Directions: The entries below contain a line with "if piece_size == 0" and a line with "for entry in". Quote exactly those two lines and all lines between them.
+++ Material to process +++
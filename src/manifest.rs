// SPDX-FileCopyrightText: 2025 The superseedr Contributors
// SPDX-License-Identifier: GPL-3.0-or-later

use crate::errors::TransferError;
use crate::piece_table::{FileEntry, HashAlgorithm, PieceTable, BLOCK_SIZE};
use crate::verifier::digest;

use serde::{Deserialize, Serialize};
use std::path::{Path, PathBuf};
use tokio::fs::{self, File};
use tokio::io::AsyncReadExt;

pub const DEFAULT_PIECE_SIZE: u32 = 256 * 1024;

fn default_block_size() -> u32 {
    BLOCK_SIZE
}

#[derive(Serialize, Deserialize, Debug, Clone, PartialEq, Eq)]
pub struct ManifestFile {
    pub path: PathBuf,
    pub length: u64,
}

/// JSON descriptor of a piece table. Digests and the content id are hex.
#[derive(Serialize, Deserialize, Debug, Clone, PartialEq, Eq)]
pub struct Manifest {
    pub content_id: String,
    #[serde(default)]
    pub hash_algorithm: HashAlgorithm,
    pub piece_size: u32,
    #[serde(default = "default_block_size")]
    pub block_size: u32,
    pub piece_hashes: Vec<String>,
    pub files: Vec<ManifestFile>,
}

fn malformed(reason: impl Into<String>) -> TransferError {
    TransferError::MalformedDescriptor(reason.into())
}

impl Manifest {
    pub fn from_json(text: &str) -> Result<Self, TransferError> {
        serde_json::from_str(text).map_err(|e| malformed(e.to_string()))
    }

    pub fn to_json_pretty(&self) -> Result<String, TransferError> {
        serde_json::to_string_pretty(self).map_err(|e| malformed(e.to_string()))
    }

    pub async fn load(path: &Path) -> Result<Self, TransferError> {
        let text = fs::read_to_string(path).await?;
        Self::from_json(&text)
    }

    pub async fn save(&self, path: &Path) -> Result<(), TransferError> {
        let text = self.to_json_pretty()?;
        fs::write(path, text).await?;
        Ok(())
    }

    pub fn into_piece_table(self) -> Result<PieceTable, TransferError> {
        let content_id =
            hex::decode(&self.content_id).map_err(|e| malformed(format!("content id: {}", e)))?;
        let piece_hashes = self
            .piece_hashes
            .iter()
            .enumerate()
            .map(|(index, hash)| {
                hex::decode(hash).map_err(|e| malformed(format!("hash of piece {}: {}", index, e)))
            })
            .collect::<Result<Vec<_>, _>>()?;
        let files = self
            .files
            .into_iter()
            .map(|file| FileEntry {
                path: file.path,
                length: file.length,
            })
            .collect();

        PieceTable::new(
            content_id,
            self.hash_algorithm,
            self.piece_size,
            piece_hashes,
            files,
        )?
        .with_block_size(self.block_size)
    }

    pub fn from_piece_table(table: &PieceTable) -> Self {
        Self {
            content_id: hex::encode(table.content_id()),
            hash_algorithm: table.algorithm(),
            piece_size: table.piece_size(),
            block_size: table.block_size(),
            piece_hashes: (0..table.piece_count())
                .filter_map(|index| table.expected_hash(index))
                .map(hex::encode)
                .collect(),
            files: table
                .files()
                .iter()
                .map(|file| ManifestFile {
                    path: file.path.clone(),
                    length: file.length,
                })
                .collect(),
        }
    }

    /// Hashes `files` (relative to `root`) in order as one piece stream.
    pub async fn from_local_files(
        root: &Path,
        files: &[PathBuf],
        piece_size: u32,
        algorithm: HashAlgorithm,
    ) -> Result<Self, TransferError> {
        if piece_size == 0 {
            return Err(malformed("piece size is zero"));
        }

        let mut entries = Vec::with_capacity(files.len());
        for path in files {
            let metadata = fs::metadata(root.join(path)).await?;
            if !metadata.is_file() {
                return Err(malformed(format!("{} is not a regular file", path.display())));
            }
            entries.push(ManifestFile {
                path: path.clone(),
                length: metadata.len(),
            });
        }

        let mut piece_hashes = Vec::new();
        let mut piece = Vec::with_capacity(piece_size as usize);
        let mut chunk = vec![0u8; 64 * 1024];
        for entry in &entries {
            let mut file = File::open(root.join(&entry.path)).await?;
            let mut remaining = entry.length;
            while remaining > 0 {
                let want = (piece_size as usize - piece.len())
                    .min(chunk.len())
                    .min(remaining as usize);
                let read = file.read(&mut chunk[..want]).await?;
                if read == 0 {
                    return Err(malformed(format!(
                        "{} changed size while hashing",
                        entry.path.display()
                    )));
                }
                piece.extend_from_slice(&chunk[..read]);
                remaining -= read as u64;
                if piece.len() == piece_size as usize {
                    piece_hashes.push(digest(algorithm, &piece));
                    piece.clear();
                }
            }
        }
        if !piece.is_empty() {
            piece_hashes.push(digest(algorithm, &piece));
        }

        let content_id = content_id_for(algorithm, &entries, &piece_hashes);
        Ok(Self {
            content_id: hex::encode(content_id),
            hash_algorithm: algorithm,
            piece_size,
            block_size: BLOCK_SIZE,
            piece_hashes: piece_hashes.iter().map(hex::encode).collect(),
            files: entries,
        })
    }
}

/// Digest of the layout and every piece hash.
fn content_id_for(algorithm: HashAlgorithm, files: &[ManifestFile], piece_hashes: &[Vec<u8>]) -> Vec<u8> {
    let mut material = Vec::new();
    for file in files {
        material.extend_from_slice(file.path.to_string_lossy().as_bytes());
        material.push(0);
        material.extend_from_slice(&file.length.to_be_bytes());
    }
    for hash in piece_hashes {
        material.extend_from_slice(hash);
    }
    digest(algorithm, &material)
}

#[cfg(test)]
mod tests {
    use super::*;
    use crate::verifier::PieceVerifier;
    use std::sync::Arc;
    use tempfile::tempdir;

    #[tokio::test]
    async fn test_manifest_from_files_verifies_its_own_content() {
        let dir = tempdir().unwrap();
        let a: Vec<u8> = (0..3000u32).map(|i| (i % 7) as u8).collect();
        let b: Vec<u8> = (0..1100u32).map(|i| (i % 13) as u8).collect();
        std::fs::write(dir.path().join("a.bin"), &a).unwrap();
        std::fs::create_dir(dir.path().join("nested")).unwrap();
        std::fs::write(dir.path().join("nested/b.bin"), &b).unwrap();

        let files = vec![PathBuf::from("a.bin"), PathBuf::from("nested/b.bin")];
        let manifest = Manifest::from_local_files(dir.path(), &files, 1024, HashAlgorithm::Sha256)
            .await
            .unwrap();
        assert_eq!(manifest.piece_hashes.len(), 5);
        assert_eq!(manifest.content_id.len(), 64);

        let table = Arc::new(manifest.clone().into_piece_table().unwrap());
        assert_eq!(table.total_length(), 4100);
        let verifier = PieceVerifier::new(table.clone());
        let mut stream = a.clone();
        stream.extend_from_slice(&b);
        for (index, piece) in stream.chunks(1024).enumerate() {
            assert!(verifier.verify(index as u32, piece).is_ok());
        }
        assert_eq!(Manifest::from_piece_table(&table), manifest);
    }

    #[test]
    fn test_json_shape() {
        let text = r#"{
            "content_id": "0a0b",
            "hash_algorithm": "sha1",
            "piece_size": 4,
            "piece_hashes": ["0000000000000000000000000000000000000000"],
            "files": [{"path": "x", "length": 3}]
        }"#;
        let manifest = Manifest::from_json(text).unwrap();
        assert_eq!(manifest.block_size, BLOCK_SIZE);
        let table = manifest.into_piece_table().unwrap();
        assert_eq!(table.content_id(), &[0x0a, 0x0b]);
        assert_eq!(table.piece_count(), 1);
    }

    #[test]
    fn test_malformed_manifests_are_rejected() {
        assert!(matches!(
            Manifest::from_json("{ not json"),
            Err(TransferError::MalformedDescriptor(_))
        ));

        let mut manifest = Manifest {
            content_id: "zz".to_string(),
            hash_algorithm: HashAlgorithm::Sha1,
            piece_size: 4,
            block_size: BLOCK_SIZE,
            piece_hashes: vec!["00".repeat(20)],
            files: vec![ManifestFile {
                path: PathBuf::from("x"),
                length: 3,
            }],
        };
        assert!(matches!(
            manifest.clone().into_piece_table(),
            Err(TransferError::MalformedDescriptor(_))
        ));

        manifest.content_id = "01".to_string();
        manifest.piece_hashes = vec!["00".repeat(32)];
        assert!(matches!(
            manifest.clone().into_piece_table(),
            Err(TransferError::MalformedDescriptor(_))
        ));

        manifest.piece_hashes = vec!["00".repeat(20)];
        manifest.files[0].path = PathBuf::from("../escape");
        assert!(matches!(
            manifest.into_piece_table(),
            Err(TransferError::MalformedDescriptor(_))
        ));
    }
}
+++
Exercise output:
        if piece_size == 0 {
            return Err(malformed("piece size is zero"));
        }

        let mut entries = Vec::with_capacity(files.len());
        for path in files {
            let metadata = fs::metadata(root.join(path)).await?;
            if !metadata.is_file() {
                return Err(malformed(format!("{} is not a regular file", path.display())));
            }
            entries.push(ManifestFile {
                path: path.clone(),
                length: metadata.len(),
            });
        }

        let mut piece_hashes = Vec::new();
        let mut piece = Vec::with_capacity(piece_size as usize);
        let mut chunk = vec![0u8; 64 * 1024];
        for entry in &entries {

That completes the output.